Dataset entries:
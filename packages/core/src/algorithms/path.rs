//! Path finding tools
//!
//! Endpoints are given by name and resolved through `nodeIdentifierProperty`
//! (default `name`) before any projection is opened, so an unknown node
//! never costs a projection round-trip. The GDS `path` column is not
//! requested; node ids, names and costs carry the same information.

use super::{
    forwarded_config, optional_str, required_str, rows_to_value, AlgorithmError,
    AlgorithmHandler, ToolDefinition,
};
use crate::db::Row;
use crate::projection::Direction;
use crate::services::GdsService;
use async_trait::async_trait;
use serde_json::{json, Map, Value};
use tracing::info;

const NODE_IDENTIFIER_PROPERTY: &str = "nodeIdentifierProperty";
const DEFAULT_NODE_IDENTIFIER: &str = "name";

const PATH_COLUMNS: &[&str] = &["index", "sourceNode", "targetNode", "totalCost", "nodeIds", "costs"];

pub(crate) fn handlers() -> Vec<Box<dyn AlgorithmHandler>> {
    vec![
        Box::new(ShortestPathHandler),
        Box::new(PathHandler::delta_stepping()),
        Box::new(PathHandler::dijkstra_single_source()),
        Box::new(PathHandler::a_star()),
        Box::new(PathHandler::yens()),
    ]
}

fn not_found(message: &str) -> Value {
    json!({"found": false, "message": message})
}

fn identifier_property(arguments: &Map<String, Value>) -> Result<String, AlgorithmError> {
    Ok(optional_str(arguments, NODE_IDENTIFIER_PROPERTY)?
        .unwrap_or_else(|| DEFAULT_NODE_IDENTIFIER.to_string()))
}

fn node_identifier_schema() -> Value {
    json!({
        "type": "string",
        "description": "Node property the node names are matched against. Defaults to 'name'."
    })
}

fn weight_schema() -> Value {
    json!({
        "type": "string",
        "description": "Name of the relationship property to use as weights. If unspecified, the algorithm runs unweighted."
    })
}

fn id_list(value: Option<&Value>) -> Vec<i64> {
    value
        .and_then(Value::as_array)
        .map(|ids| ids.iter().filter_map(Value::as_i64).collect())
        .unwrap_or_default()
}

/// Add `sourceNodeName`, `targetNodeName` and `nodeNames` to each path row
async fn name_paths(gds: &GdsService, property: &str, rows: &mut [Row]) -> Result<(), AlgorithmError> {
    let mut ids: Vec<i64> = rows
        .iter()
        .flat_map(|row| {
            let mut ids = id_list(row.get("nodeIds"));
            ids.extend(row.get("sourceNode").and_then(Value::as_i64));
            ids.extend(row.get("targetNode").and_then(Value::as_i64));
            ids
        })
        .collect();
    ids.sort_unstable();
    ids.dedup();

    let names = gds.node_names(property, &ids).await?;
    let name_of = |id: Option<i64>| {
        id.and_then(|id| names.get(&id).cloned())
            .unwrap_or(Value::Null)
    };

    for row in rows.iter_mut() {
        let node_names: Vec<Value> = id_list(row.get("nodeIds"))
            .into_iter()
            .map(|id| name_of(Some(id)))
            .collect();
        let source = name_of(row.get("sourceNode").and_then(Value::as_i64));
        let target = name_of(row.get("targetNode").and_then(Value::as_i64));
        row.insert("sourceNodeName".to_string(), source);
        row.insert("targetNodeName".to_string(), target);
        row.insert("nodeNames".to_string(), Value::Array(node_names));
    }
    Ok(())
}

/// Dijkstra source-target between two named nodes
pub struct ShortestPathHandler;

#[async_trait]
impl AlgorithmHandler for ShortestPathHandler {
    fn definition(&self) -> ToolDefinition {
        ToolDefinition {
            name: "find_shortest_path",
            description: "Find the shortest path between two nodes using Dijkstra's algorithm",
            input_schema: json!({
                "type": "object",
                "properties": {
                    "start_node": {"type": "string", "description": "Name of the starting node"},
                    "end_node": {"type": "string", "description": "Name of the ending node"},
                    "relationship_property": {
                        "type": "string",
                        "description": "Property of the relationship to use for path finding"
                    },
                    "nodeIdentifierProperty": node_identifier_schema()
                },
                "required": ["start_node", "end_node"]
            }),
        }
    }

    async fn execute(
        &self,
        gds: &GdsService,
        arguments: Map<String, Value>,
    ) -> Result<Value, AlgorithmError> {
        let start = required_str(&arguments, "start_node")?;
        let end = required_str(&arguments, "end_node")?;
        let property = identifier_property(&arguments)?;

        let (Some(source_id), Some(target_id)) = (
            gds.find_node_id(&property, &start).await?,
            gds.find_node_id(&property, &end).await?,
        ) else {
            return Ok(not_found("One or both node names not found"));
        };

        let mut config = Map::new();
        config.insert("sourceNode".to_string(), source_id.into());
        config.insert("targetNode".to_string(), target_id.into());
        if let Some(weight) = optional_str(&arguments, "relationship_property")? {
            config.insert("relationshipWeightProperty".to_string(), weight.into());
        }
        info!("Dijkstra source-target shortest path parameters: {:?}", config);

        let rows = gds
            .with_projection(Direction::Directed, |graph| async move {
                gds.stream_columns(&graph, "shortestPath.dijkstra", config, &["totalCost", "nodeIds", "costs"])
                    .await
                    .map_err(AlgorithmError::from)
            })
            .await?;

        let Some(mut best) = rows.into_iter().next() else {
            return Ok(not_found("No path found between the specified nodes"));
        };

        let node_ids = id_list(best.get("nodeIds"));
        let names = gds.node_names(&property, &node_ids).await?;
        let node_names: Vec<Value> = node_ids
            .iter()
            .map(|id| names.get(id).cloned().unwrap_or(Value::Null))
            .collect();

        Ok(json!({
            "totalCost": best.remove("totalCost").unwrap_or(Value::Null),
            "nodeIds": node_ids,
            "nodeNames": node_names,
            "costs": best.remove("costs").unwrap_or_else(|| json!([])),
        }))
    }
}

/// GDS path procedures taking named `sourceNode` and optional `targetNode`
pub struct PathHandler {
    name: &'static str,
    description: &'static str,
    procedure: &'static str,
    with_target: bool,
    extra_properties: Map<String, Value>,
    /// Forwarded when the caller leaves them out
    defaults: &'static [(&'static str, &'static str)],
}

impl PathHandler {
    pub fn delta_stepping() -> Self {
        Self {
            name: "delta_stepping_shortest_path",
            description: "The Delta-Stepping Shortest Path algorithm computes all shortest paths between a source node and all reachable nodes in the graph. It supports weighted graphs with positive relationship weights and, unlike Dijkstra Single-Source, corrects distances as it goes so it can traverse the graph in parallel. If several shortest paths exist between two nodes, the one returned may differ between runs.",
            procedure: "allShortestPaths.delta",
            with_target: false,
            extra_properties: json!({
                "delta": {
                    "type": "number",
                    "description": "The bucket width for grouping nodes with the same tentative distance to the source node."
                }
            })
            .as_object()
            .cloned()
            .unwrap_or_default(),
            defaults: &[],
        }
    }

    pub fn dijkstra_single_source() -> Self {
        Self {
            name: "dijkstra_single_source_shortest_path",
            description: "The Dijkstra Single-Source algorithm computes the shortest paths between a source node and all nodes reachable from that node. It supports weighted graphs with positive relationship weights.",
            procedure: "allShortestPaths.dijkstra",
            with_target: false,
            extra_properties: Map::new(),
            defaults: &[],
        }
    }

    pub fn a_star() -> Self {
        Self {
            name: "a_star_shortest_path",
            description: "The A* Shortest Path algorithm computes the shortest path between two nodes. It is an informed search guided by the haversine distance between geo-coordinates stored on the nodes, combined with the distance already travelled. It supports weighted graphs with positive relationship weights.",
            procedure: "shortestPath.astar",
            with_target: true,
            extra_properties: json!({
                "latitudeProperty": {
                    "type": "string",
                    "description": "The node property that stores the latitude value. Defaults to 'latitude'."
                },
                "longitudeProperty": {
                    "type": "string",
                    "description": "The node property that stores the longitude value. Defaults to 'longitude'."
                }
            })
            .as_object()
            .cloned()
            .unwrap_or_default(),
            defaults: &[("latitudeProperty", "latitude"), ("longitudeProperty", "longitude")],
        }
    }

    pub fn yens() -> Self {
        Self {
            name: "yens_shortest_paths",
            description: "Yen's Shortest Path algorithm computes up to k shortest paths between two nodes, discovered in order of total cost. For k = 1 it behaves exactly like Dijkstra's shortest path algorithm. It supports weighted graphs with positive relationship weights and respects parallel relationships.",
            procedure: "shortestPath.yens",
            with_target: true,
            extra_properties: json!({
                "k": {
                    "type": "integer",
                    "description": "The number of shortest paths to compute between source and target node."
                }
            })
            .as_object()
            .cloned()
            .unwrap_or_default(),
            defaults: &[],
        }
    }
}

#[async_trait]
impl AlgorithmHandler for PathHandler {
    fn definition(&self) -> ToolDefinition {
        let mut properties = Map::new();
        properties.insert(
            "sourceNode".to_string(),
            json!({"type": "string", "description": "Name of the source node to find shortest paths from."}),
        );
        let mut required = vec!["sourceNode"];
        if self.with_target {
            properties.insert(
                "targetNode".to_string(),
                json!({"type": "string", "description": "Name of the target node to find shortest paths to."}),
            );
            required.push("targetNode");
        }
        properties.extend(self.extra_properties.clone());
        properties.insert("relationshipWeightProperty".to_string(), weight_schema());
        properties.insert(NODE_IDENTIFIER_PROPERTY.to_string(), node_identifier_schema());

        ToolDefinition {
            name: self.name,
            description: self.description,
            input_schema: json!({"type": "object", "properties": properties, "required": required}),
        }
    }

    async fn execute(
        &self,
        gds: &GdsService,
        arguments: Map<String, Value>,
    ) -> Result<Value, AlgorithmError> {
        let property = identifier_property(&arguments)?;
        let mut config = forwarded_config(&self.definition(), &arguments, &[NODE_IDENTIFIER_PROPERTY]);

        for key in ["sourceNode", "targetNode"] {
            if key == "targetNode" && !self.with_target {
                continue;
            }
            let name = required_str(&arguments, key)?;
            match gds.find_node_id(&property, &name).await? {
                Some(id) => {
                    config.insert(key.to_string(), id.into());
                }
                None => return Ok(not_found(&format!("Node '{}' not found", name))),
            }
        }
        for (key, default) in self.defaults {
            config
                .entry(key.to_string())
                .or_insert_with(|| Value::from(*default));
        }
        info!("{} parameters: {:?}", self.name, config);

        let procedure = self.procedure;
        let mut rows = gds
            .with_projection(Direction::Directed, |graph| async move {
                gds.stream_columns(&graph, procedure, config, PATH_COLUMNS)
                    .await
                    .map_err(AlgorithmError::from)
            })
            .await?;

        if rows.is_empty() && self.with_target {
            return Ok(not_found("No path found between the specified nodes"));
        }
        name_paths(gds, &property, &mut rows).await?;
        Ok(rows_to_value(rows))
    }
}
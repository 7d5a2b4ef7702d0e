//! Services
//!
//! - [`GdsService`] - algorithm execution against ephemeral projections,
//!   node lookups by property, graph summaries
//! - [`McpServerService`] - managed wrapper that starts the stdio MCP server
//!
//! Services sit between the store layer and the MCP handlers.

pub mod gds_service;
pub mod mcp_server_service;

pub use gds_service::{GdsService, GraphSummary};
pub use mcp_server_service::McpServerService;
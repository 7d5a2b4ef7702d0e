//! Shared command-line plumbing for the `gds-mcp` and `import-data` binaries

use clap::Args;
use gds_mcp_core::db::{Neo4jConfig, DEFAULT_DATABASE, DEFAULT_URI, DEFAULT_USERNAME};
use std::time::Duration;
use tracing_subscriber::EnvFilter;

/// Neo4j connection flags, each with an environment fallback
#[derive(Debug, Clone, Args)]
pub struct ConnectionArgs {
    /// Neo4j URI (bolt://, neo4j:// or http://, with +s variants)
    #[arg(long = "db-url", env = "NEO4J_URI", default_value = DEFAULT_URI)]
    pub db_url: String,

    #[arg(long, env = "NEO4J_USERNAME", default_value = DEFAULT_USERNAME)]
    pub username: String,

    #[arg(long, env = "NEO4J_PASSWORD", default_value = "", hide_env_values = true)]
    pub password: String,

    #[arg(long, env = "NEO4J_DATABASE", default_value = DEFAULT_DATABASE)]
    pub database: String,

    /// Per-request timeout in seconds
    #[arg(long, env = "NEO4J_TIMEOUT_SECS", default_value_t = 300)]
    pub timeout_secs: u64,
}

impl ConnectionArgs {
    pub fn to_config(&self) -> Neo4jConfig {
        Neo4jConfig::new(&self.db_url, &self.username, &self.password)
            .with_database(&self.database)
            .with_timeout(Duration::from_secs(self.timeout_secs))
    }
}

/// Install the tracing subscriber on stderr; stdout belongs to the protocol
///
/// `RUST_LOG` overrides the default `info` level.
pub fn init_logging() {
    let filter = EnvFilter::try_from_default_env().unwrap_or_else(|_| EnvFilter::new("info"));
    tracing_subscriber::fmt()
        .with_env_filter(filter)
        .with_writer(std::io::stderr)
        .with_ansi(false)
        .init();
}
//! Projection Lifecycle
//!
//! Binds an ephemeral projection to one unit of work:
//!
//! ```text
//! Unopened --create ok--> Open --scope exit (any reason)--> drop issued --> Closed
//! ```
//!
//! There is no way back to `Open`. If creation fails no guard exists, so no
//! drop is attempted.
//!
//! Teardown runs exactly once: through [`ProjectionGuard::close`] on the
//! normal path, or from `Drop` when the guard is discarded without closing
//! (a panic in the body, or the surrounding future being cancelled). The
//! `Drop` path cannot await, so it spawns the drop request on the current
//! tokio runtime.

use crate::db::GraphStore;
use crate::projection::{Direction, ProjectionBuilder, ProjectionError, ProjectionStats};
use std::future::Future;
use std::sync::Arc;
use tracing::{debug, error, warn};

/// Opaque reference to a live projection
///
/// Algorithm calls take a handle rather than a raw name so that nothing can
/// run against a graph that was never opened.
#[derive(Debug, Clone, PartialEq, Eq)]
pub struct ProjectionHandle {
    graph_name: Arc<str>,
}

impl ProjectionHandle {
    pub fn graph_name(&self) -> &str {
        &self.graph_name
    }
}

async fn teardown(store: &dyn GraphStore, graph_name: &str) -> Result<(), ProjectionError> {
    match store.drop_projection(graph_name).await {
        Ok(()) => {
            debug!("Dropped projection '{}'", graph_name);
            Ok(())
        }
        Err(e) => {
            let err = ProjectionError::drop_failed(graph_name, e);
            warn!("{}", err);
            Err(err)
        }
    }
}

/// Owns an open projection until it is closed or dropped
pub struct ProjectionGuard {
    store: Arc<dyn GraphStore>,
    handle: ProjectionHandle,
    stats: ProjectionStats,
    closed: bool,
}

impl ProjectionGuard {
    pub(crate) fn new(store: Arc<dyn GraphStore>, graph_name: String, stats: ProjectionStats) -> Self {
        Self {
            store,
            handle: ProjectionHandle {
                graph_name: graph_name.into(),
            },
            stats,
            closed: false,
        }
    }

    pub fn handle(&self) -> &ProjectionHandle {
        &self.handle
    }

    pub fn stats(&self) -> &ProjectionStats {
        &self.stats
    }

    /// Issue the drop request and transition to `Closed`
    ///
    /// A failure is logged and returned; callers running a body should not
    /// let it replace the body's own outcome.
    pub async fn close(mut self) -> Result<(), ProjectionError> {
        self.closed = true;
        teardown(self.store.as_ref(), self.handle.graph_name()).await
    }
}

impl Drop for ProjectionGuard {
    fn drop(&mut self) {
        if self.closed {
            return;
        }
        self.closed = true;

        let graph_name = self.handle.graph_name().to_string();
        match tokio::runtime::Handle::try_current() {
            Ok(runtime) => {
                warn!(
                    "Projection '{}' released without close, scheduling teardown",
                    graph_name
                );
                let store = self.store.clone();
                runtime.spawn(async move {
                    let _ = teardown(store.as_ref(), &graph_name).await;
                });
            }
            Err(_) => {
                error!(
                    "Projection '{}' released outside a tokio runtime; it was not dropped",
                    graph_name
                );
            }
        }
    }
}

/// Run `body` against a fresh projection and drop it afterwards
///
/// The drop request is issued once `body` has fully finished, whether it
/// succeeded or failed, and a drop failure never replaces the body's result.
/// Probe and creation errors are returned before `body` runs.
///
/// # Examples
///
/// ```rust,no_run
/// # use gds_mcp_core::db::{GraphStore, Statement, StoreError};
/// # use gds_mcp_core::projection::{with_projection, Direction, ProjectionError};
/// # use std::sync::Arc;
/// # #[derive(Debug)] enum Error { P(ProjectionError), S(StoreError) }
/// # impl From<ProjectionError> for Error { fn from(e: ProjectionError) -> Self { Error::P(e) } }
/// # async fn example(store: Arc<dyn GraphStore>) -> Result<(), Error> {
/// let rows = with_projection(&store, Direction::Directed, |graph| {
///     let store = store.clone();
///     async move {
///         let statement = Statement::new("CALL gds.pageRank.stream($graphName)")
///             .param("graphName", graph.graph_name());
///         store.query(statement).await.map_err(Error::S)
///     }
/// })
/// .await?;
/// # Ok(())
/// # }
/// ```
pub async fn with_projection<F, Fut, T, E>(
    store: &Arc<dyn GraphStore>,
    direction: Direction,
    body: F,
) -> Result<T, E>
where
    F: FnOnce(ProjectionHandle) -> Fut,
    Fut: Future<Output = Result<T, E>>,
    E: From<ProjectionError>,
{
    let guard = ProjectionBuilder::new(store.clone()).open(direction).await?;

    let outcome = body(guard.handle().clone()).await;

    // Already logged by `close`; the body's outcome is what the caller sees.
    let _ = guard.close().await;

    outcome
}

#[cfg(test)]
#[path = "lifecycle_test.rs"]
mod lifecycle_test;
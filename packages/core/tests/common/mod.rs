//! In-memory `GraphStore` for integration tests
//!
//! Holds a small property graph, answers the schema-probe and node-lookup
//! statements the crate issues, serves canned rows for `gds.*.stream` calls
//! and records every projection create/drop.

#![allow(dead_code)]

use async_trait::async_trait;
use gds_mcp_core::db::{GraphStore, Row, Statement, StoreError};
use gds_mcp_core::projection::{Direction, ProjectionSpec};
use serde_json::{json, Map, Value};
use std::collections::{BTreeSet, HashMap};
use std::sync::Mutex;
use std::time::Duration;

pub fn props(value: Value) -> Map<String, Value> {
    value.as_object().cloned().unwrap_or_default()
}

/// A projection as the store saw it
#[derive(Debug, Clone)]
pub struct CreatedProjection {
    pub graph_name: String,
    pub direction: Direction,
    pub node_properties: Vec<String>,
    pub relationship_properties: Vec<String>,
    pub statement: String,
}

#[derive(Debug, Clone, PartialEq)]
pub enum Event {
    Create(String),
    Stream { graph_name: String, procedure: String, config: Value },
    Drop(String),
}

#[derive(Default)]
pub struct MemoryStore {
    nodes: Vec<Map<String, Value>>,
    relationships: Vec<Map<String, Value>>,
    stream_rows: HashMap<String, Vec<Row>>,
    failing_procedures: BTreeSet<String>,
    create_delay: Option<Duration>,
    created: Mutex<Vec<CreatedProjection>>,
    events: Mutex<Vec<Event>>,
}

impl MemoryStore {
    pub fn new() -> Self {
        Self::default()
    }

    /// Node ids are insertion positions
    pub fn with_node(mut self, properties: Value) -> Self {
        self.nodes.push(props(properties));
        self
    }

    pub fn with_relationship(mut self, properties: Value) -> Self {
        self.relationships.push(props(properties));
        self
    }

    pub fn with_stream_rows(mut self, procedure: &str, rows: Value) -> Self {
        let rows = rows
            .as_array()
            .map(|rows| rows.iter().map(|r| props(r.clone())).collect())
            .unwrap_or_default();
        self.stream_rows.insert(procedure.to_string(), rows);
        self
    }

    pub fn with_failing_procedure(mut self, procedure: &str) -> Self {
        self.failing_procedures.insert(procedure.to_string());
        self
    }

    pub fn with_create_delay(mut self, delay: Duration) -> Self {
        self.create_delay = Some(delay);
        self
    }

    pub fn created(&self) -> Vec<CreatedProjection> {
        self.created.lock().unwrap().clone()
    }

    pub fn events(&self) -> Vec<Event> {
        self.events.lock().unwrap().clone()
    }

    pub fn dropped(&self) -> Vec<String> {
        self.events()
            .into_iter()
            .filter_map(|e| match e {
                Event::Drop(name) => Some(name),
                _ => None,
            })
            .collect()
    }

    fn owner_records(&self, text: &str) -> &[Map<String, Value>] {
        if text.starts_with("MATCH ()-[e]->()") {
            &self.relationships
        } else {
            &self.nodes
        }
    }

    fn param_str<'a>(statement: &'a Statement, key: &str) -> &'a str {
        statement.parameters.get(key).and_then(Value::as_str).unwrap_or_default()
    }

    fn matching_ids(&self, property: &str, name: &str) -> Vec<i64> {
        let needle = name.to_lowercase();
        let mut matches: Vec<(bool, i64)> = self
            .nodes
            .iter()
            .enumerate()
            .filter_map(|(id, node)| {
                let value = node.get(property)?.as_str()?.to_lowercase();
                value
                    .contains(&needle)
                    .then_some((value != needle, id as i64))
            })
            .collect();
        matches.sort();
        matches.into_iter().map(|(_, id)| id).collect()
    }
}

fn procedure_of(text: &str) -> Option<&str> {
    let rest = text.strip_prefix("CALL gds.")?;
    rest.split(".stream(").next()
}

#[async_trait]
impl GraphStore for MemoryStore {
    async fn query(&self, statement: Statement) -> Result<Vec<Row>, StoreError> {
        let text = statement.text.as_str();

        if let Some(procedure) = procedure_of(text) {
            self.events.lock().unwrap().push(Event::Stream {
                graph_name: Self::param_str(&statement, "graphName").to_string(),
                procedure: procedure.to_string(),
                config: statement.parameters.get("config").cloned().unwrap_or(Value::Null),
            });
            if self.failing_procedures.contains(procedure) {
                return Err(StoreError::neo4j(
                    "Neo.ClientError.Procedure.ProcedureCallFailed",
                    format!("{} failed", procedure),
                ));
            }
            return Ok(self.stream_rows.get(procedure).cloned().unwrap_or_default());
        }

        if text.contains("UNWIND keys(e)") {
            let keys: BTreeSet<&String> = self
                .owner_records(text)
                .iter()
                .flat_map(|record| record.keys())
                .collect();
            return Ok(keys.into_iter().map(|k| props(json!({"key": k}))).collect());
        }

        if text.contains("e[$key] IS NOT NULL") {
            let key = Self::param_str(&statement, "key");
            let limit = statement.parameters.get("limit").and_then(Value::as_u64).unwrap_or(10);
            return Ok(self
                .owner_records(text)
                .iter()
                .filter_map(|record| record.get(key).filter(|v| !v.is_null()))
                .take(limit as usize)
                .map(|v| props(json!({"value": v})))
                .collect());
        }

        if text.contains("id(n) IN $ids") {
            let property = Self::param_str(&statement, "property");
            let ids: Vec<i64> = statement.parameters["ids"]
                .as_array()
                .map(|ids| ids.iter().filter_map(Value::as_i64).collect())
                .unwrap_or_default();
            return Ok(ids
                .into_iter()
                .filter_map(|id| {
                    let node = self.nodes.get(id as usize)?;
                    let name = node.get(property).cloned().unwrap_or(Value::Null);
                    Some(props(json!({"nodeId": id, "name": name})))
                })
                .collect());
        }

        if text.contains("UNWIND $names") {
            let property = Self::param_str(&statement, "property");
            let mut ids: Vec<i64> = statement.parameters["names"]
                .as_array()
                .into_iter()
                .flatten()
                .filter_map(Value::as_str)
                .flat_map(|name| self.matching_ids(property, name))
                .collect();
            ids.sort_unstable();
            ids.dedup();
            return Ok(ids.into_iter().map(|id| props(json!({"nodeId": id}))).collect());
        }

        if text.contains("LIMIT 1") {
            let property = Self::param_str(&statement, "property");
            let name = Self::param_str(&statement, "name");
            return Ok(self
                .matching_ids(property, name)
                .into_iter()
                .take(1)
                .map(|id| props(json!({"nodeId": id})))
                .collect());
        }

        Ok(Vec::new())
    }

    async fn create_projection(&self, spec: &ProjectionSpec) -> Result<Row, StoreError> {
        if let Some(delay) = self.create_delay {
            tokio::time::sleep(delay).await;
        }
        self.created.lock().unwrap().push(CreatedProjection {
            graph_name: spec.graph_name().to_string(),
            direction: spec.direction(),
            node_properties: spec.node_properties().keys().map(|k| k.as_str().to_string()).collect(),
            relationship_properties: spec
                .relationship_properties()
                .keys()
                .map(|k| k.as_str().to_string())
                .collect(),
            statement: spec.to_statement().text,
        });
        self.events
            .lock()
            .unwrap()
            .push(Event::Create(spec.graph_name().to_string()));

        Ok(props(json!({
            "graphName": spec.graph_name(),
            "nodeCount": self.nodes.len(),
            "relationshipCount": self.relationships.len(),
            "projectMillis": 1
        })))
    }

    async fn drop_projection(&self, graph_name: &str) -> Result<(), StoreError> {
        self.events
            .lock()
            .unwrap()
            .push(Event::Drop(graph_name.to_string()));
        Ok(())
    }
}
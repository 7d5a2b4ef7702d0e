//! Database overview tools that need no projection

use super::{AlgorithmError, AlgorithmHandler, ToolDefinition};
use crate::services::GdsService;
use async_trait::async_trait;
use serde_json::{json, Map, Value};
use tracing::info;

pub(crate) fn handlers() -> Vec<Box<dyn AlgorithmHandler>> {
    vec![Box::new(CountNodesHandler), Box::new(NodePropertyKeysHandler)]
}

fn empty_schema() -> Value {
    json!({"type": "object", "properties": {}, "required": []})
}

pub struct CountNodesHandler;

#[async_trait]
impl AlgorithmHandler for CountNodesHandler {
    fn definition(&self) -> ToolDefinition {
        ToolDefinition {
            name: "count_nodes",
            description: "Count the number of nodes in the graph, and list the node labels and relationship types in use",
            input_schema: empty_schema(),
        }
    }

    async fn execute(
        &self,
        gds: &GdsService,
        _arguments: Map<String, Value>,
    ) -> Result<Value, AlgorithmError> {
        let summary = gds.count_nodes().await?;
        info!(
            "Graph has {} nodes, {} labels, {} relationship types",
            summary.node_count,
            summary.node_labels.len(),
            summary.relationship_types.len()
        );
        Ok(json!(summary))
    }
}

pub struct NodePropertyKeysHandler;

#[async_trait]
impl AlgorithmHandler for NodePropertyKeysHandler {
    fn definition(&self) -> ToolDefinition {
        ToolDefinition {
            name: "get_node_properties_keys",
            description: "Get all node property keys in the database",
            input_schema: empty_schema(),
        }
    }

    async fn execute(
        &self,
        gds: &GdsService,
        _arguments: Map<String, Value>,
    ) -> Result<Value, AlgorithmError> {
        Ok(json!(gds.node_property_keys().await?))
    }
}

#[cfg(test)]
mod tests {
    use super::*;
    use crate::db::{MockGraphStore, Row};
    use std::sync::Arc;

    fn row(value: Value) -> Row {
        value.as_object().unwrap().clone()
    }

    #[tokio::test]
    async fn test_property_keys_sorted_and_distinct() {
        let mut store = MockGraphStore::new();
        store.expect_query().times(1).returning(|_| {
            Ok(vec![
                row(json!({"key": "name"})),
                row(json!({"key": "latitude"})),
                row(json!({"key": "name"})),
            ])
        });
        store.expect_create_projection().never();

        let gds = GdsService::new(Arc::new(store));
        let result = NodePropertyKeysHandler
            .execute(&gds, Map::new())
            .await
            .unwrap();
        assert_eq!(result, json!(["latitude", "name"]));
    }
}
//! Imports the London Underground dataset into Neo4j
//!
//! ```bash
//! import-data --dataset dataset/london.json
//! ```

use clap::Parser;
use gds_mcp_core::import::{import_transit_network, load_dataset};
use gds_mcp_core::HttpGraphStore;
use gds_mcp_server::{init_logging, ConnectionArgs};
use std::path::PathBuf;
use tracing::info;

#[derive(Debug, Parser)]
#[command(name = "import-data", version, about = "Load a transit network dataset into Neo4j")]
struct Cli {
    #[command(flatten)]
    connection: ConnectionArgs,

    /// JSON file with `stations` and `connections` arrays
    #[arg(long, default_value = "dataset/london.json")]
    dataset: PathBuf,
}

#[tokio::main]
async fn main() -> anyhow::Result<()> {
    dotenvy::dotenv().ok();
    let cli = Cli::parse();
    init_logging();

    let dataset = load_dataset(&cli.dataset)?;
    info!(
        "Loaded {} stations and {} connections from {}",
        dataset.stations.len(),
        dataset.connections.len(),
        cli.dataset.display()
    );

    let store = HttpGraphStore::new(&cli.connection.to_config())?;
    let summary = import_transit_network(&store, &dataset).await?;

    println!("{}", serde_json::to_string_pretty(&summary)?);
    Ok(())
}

- **DIRECTIONS FOR THIS TASK**
With the line that contains "cli.dataset.display()" as the first and the final line of the data as the last, repeat every line in that span exactly.

- **ANSWER BOX**
        cli.dataset.display()
    );

    let store = HttpGraphStore::new(&cli.connection.to_config())?;
    let summary = import_transit_network(&store, &dataset).await?;

    println!("{}", serde_json::to_string_pretty(&summary)?);
    Ok(())
}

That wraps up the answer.